Here are some records. Print all of them exactly.

[Records Boundary: Start]

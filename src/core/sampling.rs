//! Exit-control sampler
//!
//! Computes which serialized units of a lot get inspected at shipment and
//! aggregates per-unit verdicts into the lot verdict. The sampling plan is
//! a fixed deterministic scheme, not an AQL table: the first five units,
//! then every 10th unit starting at 15. Units 6-14 are never part of the
//! base plan.

use chrono::Utc;
use rusqlite::Connection;

use crate::core::audit;
use crate::core::error::EngineError;
use crate::core::identity::EntityId;
use crate::core::store::{self, QualityStore};
use crate::entities::exit_control::{ExitControl, ExitControlSample, LotStatus};
use crate::entities::job::WorkflowStage;

/// The base sampling plan for a lot: `1..=min(5, n)`, then `15, 25, 35, ...`
/// up to and including `n` when `n > 5`.
pub fn sample_positions(lot_quantity: u32) -> Vec<u32> {
    let mut positions: Vec<u32> = (1..=lot_quantity.min(5)).collect();
    if lot_quantity > 5 {
        let mut position = 15;
        while position <= lot_quantity {
            positions.push(position);
            position += 10;
        }
    }
    positions
}

/// Outcome of recording one sample
#[derive(Debug, Clone)]
pub struct RecordOutcome {
    pub sample: ExitControlSample,
    pub lot_status: LotStatus,
    /// True when this recording pushed the parent job to `complete`
    pub job_completed: bool,
}

/// Create an exit control for a job, materializing the base sampling plan
pub fn create(
    store: &mut QualityStore,
    job_id: &EntityId,
    lot_quantity: u32,
    inspector: &str,
    notes: Option<String>,
) -> Result<(ExitControl, usize), EngineError> {
    if lot_quantity == 0 {
        return Err(EngineError::validation("lot quantity must be positive"));
    }

    let tx = store.transaction()?;
    if store::find_job(&tx, job_id)?.is_none() {
        return Err(EngineError::not_found("job", job_id));
    }

    let mut ec = ExitControl::new(job_id.clone(), lot_quantity);
    ec.inspector = Some(inspector.to_string());
    ec.notes = notes;
    store::insert_exit_control(&tx, &ec)?;

    let positions = sample_positions(lot_quantity);
    for position in &positions {
        store::insert_sample(&tx, &ExitControlSample::new(ec.id.clone(), *position))?;
    }

    audit::record(
        &tx,
        Some(inspector),
        "create",
        "exit_control",
        &ec.id.to_string(),
        &format!("Exit control with {} samples to inspect", positions.len()),
    )?;

    tx.commit().map_err(store::StoreError::from)?;
    Ok((ec, positions.len()))
}

/// Manually add extra sample positions to an existing lot.
///
/// Every position must lie within `1..=lot_quantity`; a position already
/// in the plan is rejected.
pub fn add_samples(
    store: &mut QualityStore,
    exit_control_id: &EntityId,
    positions: &[u32],
) -> Result<usize, EngineError> {
    let tx = store.transaction()?;
    let ec = store::find_exit_control(&tx, exit_control_id)?
        .ok_or_else(|| EngineError::not_found("exit control", exit_control_id))?;

    for &position in positions {
        if position < 1 || position > ec.lot_quantity {
            return Err(EngineError::validation(format!(
                "position {} is outside the lot (1..={})",
                position, ec.lot_quantity
            )));
        }
        if store::find_sample_by_position(&tx, exit_control_id, position)?.is_some() {
            return Err(EngineError::validation(format!(
                "position {} is already sampled",
                position
            )));
        }
        store::insert_sample(&tx, &ExitControlSample::new(ec.id.clone(), position))?;
    }

    tx.commit().map_err(store::StoreError::from)?;
    Ok(positions.len())
}

/// Record the inspection result for one sample: the overall verdict is the
/// strict AND of the three sub-checks. The lot verdict is recomputed in
/// the same transaction.
pub fn record_sample(
    store: &mut QualityStore,
    sample_id: &EntityId,
    dimensions_ok: bool,
    visual_ok: bool,
    surface_ok: bool,
    notes: Option<String>,
    actor: &str,
) -> Result<RecordOutcome, EngineError> {
    let tx = store.transaction()?;
    let mut sample = store::find_sample(&tx, sample_id)?
        .ok_or_else(|| EngineError::not_found("sample", sample_id))?;

    sample.dimensions_ok = Some(dimensions_ok);
    sample.visual_ok = Some(visual_ok);
    sample.surface_ok = Some(surface_ok);
    sample.overall_pass = Some(dimensions_ok && visual_ok && surface_ok);
    sample.notes = notes;
    sample.inspected_at = Some(Utc::now());
    store::update_sample(&tx, &sample)?;

    let ec = store::find_exit_control(&tx, &sample.exit_control_id)?
        .ok_or_else(|| EngineError::not_found("exit control", &sample.exit_control_id))?;
    let (lot_status, job_completed) = recompute_lot_verdict(&tx, &ec, actor)?;

    tx.commit().map_err(store::StoreError::from)?;
    Ok(RecordOutcome {
        sample,
        lot_status,
        job_completed,
    })
}

/// Recompute the lot verdict from its samples.
///
/// With any sample unrecorded the lot stays in progress. Once every sample
/// has a verdict the lot becomes passed (all passed) or failed. A passing
/// lot completes the parent job, but only if the job is still in
/// `exit_control`; a job already moved elsewhere is left alone.
pub fn recompute_lot_verdict(
    conn: &Connection,
    ec: &ExitControl,
    actor: &str,
) -> Result<(LotStatus, bool), EngineError> {
    let samples = store::list_samples(conn, &ec.id)?;
    if samples.iter().any(|s| !s.is_recorded()) {
        return Ok((LotStatus::InProgress, false));
    }

    let all_passed = samples.iter().all(|s| s.overall_pass == Some(true));
    let status = if all_passed {
        LotStatus::Passed
    } else {
        LotStatus::Failed
    };
    store::update_lot_status(conn, &ec.id, status)?;

    let mut job_completed = false;
    if all_passed {
        job_completed = complete_job_if_in_exit_control(conn, &ec.job_id, actor)?;
    }
    Ok((status, job_completed))
}

/// Explicitly finalize an exit control.
///
/// Fails with [`EngineError::IncompleteSampling`] while any sample lacks a
/// verdict; otherwise applies the same verdict logic as automatic
/// recomputation.
pub fn complete(
    store: &mut QualityStore,
    exit_control_id: &EntityId,
    actor: &str,
) -> Result<(LotStatus, bool), EngineError> {
    let tx = store.transaction()?;
    let ec = store::find_exit_control(&tx, exit_control_id)?
        .ok_or_else(|| EngineError::not_found("exit control", exit_control_id))?;

    let samples = store::list_samples(&tx, &ec.id)?;
    let missing = samples.iter().filter(|s| !s.is_recorded()).count();
    if missing > 0 {
        return Err(EngineError::IncompleteSampling {
            id: ec.id.to_string(),
            missing,
        });
    }

    let (status, job_completed) = recompute_lot_verdict(&tx, &ec, actor)?;
    audit::record(
        &tx,
        Some(actor),
        "completed",
        "exit_control",
        &ec.id.to_string(),
        &format!("Status: {}", status),
    )?;

    tx.commit().map_err(store::StoreError::from)?;
    Ok((status, job_completed))
}

/// Complete the job's lifecycle iff it is still at exit control; returns
/// whether a transition happened.
fn complete_job_if_in_exit_control(
    conn: &Connection,
    job_id: &EntityId,
    actor: &str,
) -> Result<bool, EngineError> {
    let job = store::find_job(conn, job_id)?
        .ok_or_else(|| EngineError::not_found("job", job_id))?;
    if job.workflow_stage != WorkflowStage::ExitControl {
        return Ok(false);
    }

    store::update_job_stage(conn, job_id, WorkflowStage::Complete, Some(Utc::now()))?;
    audit::record(
        conn,
        Some(actor),
        "status_change",
        "job",
        &job_id.to_string(),
        &format!(
            "Changed stage from {} to {} (exit control passed)",
            WorkflowStage::ExitControl,
            WorkflowStage::Complete
        ),
    )?;
    Ok(true)
}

[Records Boundary: End]

Response below:
filename src/core/sampling.rs
//! Exit-control sampler
//!
//! Computes which serialized units of a lot get inspected at shipment and
//! aggregates per-unit verdicts into the lot verdict. The sampling plan is
//! a fixed deterministic scheme, not an AQL table: the first five units,
//! then every 10th unit starting at 15. Units 6-14 are never part of the
//! base plan.

use chrono::Utc;
use rusqlite::Connection;

use crate::core::audit;
use crate::core::error::EngineError;
use crate::core::identity::EntityId;
use crate::core::store::{self, QualityStore};
use crate::entities::exit_control::{ExitControl, ExitControlSample, LotStatus};
use crate::entities::job::WorkflowStage;

/// The base sampling plan for a lot: `1..=min(5, n)`, then `15, 25, 35, ...`
/// up to and including `n` when `n > 5`.
pub fn sample_positions(lot_quantity: u32) -> Vec<u32> {
    let mut positions: Vec<u32> = (1..=lot_quantity.min(5)).collect();
    if lot_quantity > 5 {
        let mut position = 15;
        while position <= lot_quantity {
            positions.push(position);
            position += 10;
        }
    }
    positions
}

/// Outcome of recording one sample
#[derive(Debug, Clone)]
pub struct RecordOutcome {
    pub sample: ExitControlSample,
    pub lot_status: LotStatus,
    /// True when this recording pushed the parent job to `complete`
    pub job_completed: bool,
}

/// Create an exit control for a job, materializing the base sampling plan
pub fn create(
    store: &mut QualityStore,
    job_id: &EntityId,
    lot_quantity: u32,
    inspector: &str,
    notes: Option<String>,
) -> Result<(ExitControl, usize), EngineError> {
    if lot_quantity == 0 {
        return Err(EngineError::validation("lot quantity must be positive"));
    }

    let tx = store.transaction()?;
    if store::find_job(&tx, job_id)?.is_none() {
        return Err(EngineError::not_found("job", job_id));
    }

    let mut ec = ExitControl::new(job_id.clone(), lot_quantity);
    ec.inspector = Some(inspector.to_string());
    ec.notes = notes;
    store::insert_exit_control(&tx, &ec)?;

    let positions = sample_positions(lot_quantity);
    for position in &positions {
        store::insert_sample(&tx, &ExitControlSample::new(ec.id.clone(), *position))?;
    }

    audit::record(
        &tx,
        Some(inspector),
        "create",
        "exit_control",
        &ec.id.to_string(),
        &format!("Exit control with {} samples to inspect", positions.len()),
    )?;

    tx.commit().map_err(store::StoreError::from)?;
    Ok((ec, positions.len()))
}

/// Manually add extra sample positions to an existing lot.
///
/// Every position must lie within `1..=lot_quantity`; a position already
/// in the plan is rejected.
pub fn add_samples(
    store: &mut QualityStore,
    exit_control_id: &EntityId,
    positions: &[u32],
) -> Result<usize, EngineError> {
    let tx = store.transaction()?;
    let ec = store::find_exit_control(&tx, exit_control_id)?
        .ok_or_else(|| EngineError::not_found("exit control", exit_control_id))?;

    for &position in positions {
        if position < 1 || position > ec.lot_quantity {
            return Err(EngineError::validation(format!(
                "position {} is outside the lot (1..={})",
                position, ec.lot_quantity
            )));
        }
        if store::find_sample_by_position(&tx, exit_control_id, position)?.is_some() {
            return Err(EngineError::validation(format!(
                "position {} is already sampled",
                position
            )));
        }
        store::insert_sample(&tx, &ExitControlSample::new(ec.id.clone(), position))?;
    }

    tx.commit().map_err(store::StoreError::from)?;
    Ok(positions.len())
}

/// Record the inspection result for one sample: the overall verdict is the
/// strict AND of the three sub-checks. The lot verdict is recomputed in
/// the same transaction.
pub fn record_sample(
    store: &mut QualityStore,
    sample_id: &EntityId,
    dimensions_ok: bool,
    visual_ok: bool,
    surface_ok: bool,
    notes: Option<String>,
    actor: &str,
) -> Result<RecordOutcome, EngineError> {
    let tx = store.transaction()?;
    let mut sample = store::find_sample(&tx, sample_id)?
        .ok_or_else(|| EngineError::not_found("sample", sample_id))?;

    sample.dimensions_ok = Some(dimensions_ok);
    sample.visual_ok = Some(visual_ok);
    sample.surface_ok = Some(surface_ok);
    sample.overall_pass = Some(dimensions_ok && visual_ok && surface_ok);
    sample.notes = notes;
    sample.inspected_at = Some(Utc::now());
    store::update_sample(&tx, &sample)?;

    let ec = store::find_exit_control(&tx, &sample.exit_control_id)?
        .ok_or_else(|| EngineError::not_found("exit control", &sample.exit_control_id))?;
    let (lot_status, job_completed) = recompute_lot_verdict(&tx, &ec, actor)?;

    tx.commit().map_err(store::StoreError::from)?;
    Ok(RecordOutcome {
        sample,
        lot_status,
        job_completed,
    })
}

/// Recompute the lot verdict from its samples.
///
/// With any sample unrecorded the lot stays in progress. Once every sample
/// has a verdict the lot becomes passed (all passed) or failed. A passing
/// lot completes the parent job, but only if the job is still in
/// `exit_control`; a job already moved elsewhere is left alone.
pub fn recompute_lot_verdict(
    conn: &Connection,
    ec: &ExitControl,
    actor: &str,
) -> Result<(LotStatus, bool), EngineError> {
    let samples = store::list_samples(conn, &ec.id)?;
    if samples.iter().any(|s| !s.is_recorded()) {
        return Ok((LotStatus::InProgress, false));
    }

    let all_passed = samples.iter().all(|s| s.overall_pass == Some(true));
    let status = if all_passed {
        LotStatus::Passed
    } else {
        LotStatus::Failed
    };
    store::update_lot_status(conn, &ec.id, status)?;

    let mut job_completed = false;
    if all_passed {
        job_completed = complete_job_if_in_exit_control(conn, &ec.job_id, actor)?;
    }
    Ok((status, job_completed))
}

/// Explicitly finalize an exit control.
///
/// Fails with [`EngineError::IncompleteSampling`] while any sample lacks a
/// verdict; otherwise applies the same verdict logic as automatic
/// recomputation.
pub fn complete(
    store: &mut QualityStore,
    exit_control_id: &EntityId,
    actor: &str,
) -> Result<(LotStatus, bool), EngineError> {
    let tx = store.transaction()?;
    let ec = store::find_exit_control(&tx, exit_control_id)?
        .ok_or_else(|| EngineError::not_found("exit control", exit_control_id))?;

    let samples = store::list_samples(&tx, &ec.id)?;
    let missing = samples.iter().filter(|s| !s.is_recorded()).count();
    if missing > 0 {
        return Err(EngineError::IncompleteSampling {
            id: ec.id.to_string(),
            missing,
        });
    }

    let (status, job_completed) = recompute_lot_verdict(&tx, &ec, actor)?;
    audit::record(
        &tx,
        Some(actor),
        "completed",
        "exit_control",
        &ec.id.to_string(),
        &format!("Status: {}", status),
    )?;

    tx.commit().map_err(store::StoreError::from)?;
    Ok((status, job_completed))
}

/// Complete the job's lifecycle iff it is still at exit control; returns
/// whether a transition happened.
fn complete_job_if_in_exit_control(
    conn: &Connection,
    job_id: &EntityId,
    actor: &str,
) -> Result<bool, EngineError> {
    let job = store::find_job(conn, job_id)?
        .ok_or_else(|| EngineError::not_found("job", job_id))?;
    if job.workflow_stage != WorkflowStage::ExitControl {
        return Ok(false);
    }

    store::update_job_stage(conn, job_id, WorkflowStage::Complete, Some(Utc::now()))?;
    audit::record(
        conn,
        Some(actor),
        "status_change",
        "job",
        &job_id.to_string(),
        &format!(
            "Changed stage from {} to {} (exit control passed)",
            WorkflowStage::ExitControl,
            WorkflowStage::Complete
        ),
    )?;
    Ok(true)
}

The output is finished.